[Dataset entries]
[Start of Attachment]

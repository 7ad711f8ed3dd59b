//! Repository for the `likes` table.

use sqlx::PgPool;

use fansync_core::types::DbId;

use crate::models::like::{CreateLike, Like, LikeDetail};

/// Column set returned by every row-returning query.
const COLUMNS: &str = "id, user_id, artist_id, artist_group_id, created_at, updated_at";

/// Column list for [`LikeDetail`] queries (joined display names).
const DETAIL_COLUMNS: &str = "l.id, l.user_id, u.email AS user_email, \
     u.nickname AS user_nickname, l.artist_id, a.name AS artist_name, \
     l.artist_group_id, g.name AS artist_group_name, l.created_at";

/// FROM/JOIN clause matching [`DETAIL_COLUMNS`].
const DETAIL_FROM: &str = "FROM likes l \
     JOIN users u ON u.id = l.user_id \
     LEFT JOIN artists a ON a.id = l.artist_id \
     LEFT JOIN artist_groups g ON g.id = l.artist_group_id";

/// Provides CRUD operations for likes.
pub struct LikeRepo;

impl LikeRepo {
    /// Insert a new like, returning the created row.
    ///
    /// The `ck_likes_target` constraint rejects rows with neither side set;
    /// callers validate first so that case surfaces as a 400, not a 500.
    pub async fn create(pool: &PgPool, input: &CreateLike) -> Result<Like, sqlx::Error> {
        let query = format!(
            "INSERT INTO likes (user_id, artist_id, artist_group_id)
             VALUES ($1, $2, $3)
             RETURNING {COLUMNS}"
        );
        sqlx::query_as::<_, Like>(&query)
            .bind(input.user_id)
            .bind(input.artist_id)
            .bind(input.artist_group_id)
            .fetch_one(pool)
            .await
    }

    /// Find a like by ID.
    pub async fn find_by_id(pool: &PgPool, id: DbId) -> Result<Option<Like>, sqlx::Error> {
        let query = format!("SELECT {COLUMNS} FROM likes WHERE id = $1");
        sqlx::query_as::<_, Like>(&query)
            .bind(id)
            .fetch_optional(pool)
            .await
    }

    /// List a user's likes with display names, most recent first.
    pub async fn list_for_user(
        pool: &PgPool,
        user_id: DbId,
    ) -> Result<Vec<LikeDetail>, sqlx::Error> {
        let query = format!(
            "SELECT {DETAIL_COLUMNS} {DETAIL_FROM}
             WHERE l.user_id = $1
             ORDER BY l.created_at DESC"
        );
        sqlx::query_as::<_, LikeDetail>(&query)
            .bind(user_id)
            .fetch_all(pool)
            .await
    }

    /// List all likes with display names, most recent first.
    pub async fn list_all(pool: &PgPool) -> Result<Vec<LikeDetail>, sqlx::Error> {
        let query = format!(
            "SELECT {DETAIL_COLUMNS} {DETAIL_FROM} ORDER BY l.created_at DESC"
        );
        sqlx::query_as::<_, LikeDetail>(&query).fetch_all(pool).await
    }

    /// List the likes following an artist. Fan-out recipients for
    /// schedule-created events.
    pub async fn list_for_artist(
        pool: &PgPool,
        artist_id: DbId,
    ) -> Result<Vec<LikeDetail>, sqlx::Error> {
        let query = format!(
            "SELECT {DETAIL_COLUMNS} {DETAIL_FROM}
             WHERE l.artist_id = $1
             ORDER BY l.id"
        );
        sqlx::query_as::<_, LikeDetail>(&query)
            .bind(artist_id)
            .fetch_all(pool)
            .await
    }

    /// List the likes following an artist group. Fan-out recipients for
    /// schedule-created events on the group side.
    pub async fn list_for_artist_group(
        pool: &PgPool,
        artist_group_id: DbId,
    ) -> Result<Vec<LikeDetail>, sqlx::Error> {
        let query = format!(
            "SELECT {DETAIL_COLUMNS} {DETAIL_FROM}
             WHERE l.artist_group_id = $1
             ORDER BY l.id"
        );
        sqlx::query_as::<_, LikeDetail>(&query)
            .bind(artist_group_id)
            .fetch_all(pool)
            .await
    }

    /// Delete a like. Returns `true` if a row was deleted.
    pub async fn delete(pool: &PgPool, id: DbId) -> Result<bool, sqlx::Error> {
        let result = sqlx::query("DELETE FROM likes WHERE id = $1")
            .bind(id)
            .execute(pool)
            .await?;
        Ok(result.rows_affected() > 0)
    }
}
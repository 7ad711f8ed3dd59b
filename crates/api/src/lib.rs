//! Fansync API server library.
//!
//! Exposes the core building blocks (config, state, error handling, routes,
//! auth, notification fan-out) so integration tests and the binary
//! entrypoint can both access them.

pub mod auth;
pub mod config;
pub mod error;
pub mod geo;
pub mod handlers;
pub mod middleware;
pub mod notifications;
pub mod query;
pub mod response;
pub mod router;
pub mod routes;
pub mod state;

[End of Attachment]

TASK OBJECTIVE :: Would you copy out all the entries above without changing a single character?

YOUR RESPONSE ::
repository 7ad711f8ed3dd59b
//! Repository for the `likes` table.

use sqlx::PgPool;

use fansync_core::types::DbId;

use crate::models::like::{CreateLike, Like, LikeDetail};

/// Column set returned by every row-returning query.
const COLUMNS: &str = "id, user_id, artist_id, artist_group_id, created_at, updated_at";

/// Column list for [`LikeDetail`] queries (joined display names).
const DETAIL_COLUMNS: &str = "l.id, l.user_id, u.email AS user_email, \
     u.nickname AS user_nickname, l.artist_id, a.name AS artist_name, \
     l.artist_group_id, g.name AS artist_group_name, l.created_at";

/// FROM/JOIN clause matching [`DETAIL_COLUMNS`].
const DETAIL_FROM: &str = "FROM likes l \
     JOIN users u ON u.id = l.user_id \
     LEFT JOIN artists a ON a.id = l.artist_id \
     LEFT JOIN artist_groups g ON g.id = l.artist_group_id";

/// Provides CRUD operations for likes.
pub struct LikeRepo;

impl LikeRepo {
    /// Insert a new like, returning the created row.
    ///
    /// The `ck_likes_target` constraint rejects rows with neither side set;
    /// callers validate first so that case surfaces as a 400, not a 500.
    pub async fn create(pool: &PgPool, input: &CreateLike) -> Result<Like, sqlx::Error> {
        let query = format!(
            "INSERT INTO likes (user_id, artist_id, artist_group_id)
             VALUES ($1, $2, $3)
             RETURNING {COLUMNS}"
        );
        sqlx::query_as::<_, Like>(&query)
            .bind(input.user_id)
            .bind(input.artist_id)
            .bind(input.artist_group_id)
            .fetch_one(pool)
            .await
    }

    /// Find a like by ID.
    pub async fn find_by_id(pool: &PgPool, id: DbId) -> Result<Option<Like>, sqlx::Error> {
        let query = format!("SELECT {COLUMNS} FROM likes WHERE id = $1");
        sqlx::query_as::<_, Like>(&query)
            .bind(id)
            .fetch_optional(pool)
            .await
    }

    /// List a user's likes with display names, most recent first.
    pub async fn list_for_user(
        pool: &PgPool,
        user_id: DbId,
    ) -> Result<Vec<LikeDetail>, sqlx::Error> {
        let query = format!(
            "SELECT {DETAIL_COLUMNS} {DETAIL_FROM}
             WHERE l.user_id = $1
             ORDER BY l.created_at DESC"
        );
        sqlx::query_as::<_, LikeDetail>(&query)
            .bind(user_id)
            .fetch_all(pool)
            .await
    }

    /// List all likes with display names, most recent first.
    pub async fn list_all(pool: &PgPool) -> Result<Vec<LikeDetail>, sqlx::Error> {
        let query = format!(
            "SELECT {DETAIL_COLUMNS} {DETAIL_FROM} ORDER BY l.created_at DESC"
        );
        sqlx::query_as::<_, LikeDetail>(&query).fetch_all(pool).await
    }

    /// List the likes following an artist. Fan-out recipients for
    /// schedule-created events.
    pub async fn list_for_artist(
        pool: &PgPool,
        artist_id: DbId,
    ) -> Result<Vec<LikeDetail>, sqlx::Error> {
        let query = format!(
            "SELECT {DETAIL_COLUMNS} {DETAIL_FROM}
             WHERE l.artist_id = $1
             ORDER BY l.id"
        );
        sqlx::query_as::<_, LikeDetail>(&query)
            .bind(artist_id)
            .fetch_all(pool)
            .await
    }

    /// List the likes following an artist group. Fan-out recipients for
    /// schedule-created events on the group side.
    pub async fn list_for_artist_group(
        pool: &PgPool,
        artist_group_id: DbId,
    ) -> Result<Vec<LikeDetail>, sqlx::Error> {
        let query = format!(
            "SELECT {DETAIL_COLUMNS} {DETAIL_FROM}
             WHERE l.artist_group_id = $1
             ORDER BY l.id"
        );
        sqlx::query_as::<_, LikeDetail>(&query)
            .bind(artist_group_id)
            .fetch_all(pool)
            .await
    }

    /// Delete a like. Returns `true` if a row was deleted.
    pub async fn delete(pool: &PgPool, id: DbId) -> Result<bool, sqlx::Error> {
        let result = sqlx::query("DELETE FROM likes WHERE id = $1")
            .bind(id)
            .execute(pool)
            .await?;
        Ok(result.rows_affected() > 0)
    }
}
repository 7ad711f8ed3dd59b
filename crates/api/src/lib.rs
//! Fansync API server library.
//!
//! Exposes the core building blocks (config, state, error handling, routes,
//! auth, notification fan-out) so integration tests and the binary
//! entrypoint can both access them.

pub mod auth;
pub mod config;
pub mod error;
pub mod geo;
pub mod handlers;
pub mod middleware;
pub mod notifications;
pub mod query;
pub mod response;
pub mod router;
pub mod routes;
pub mod state;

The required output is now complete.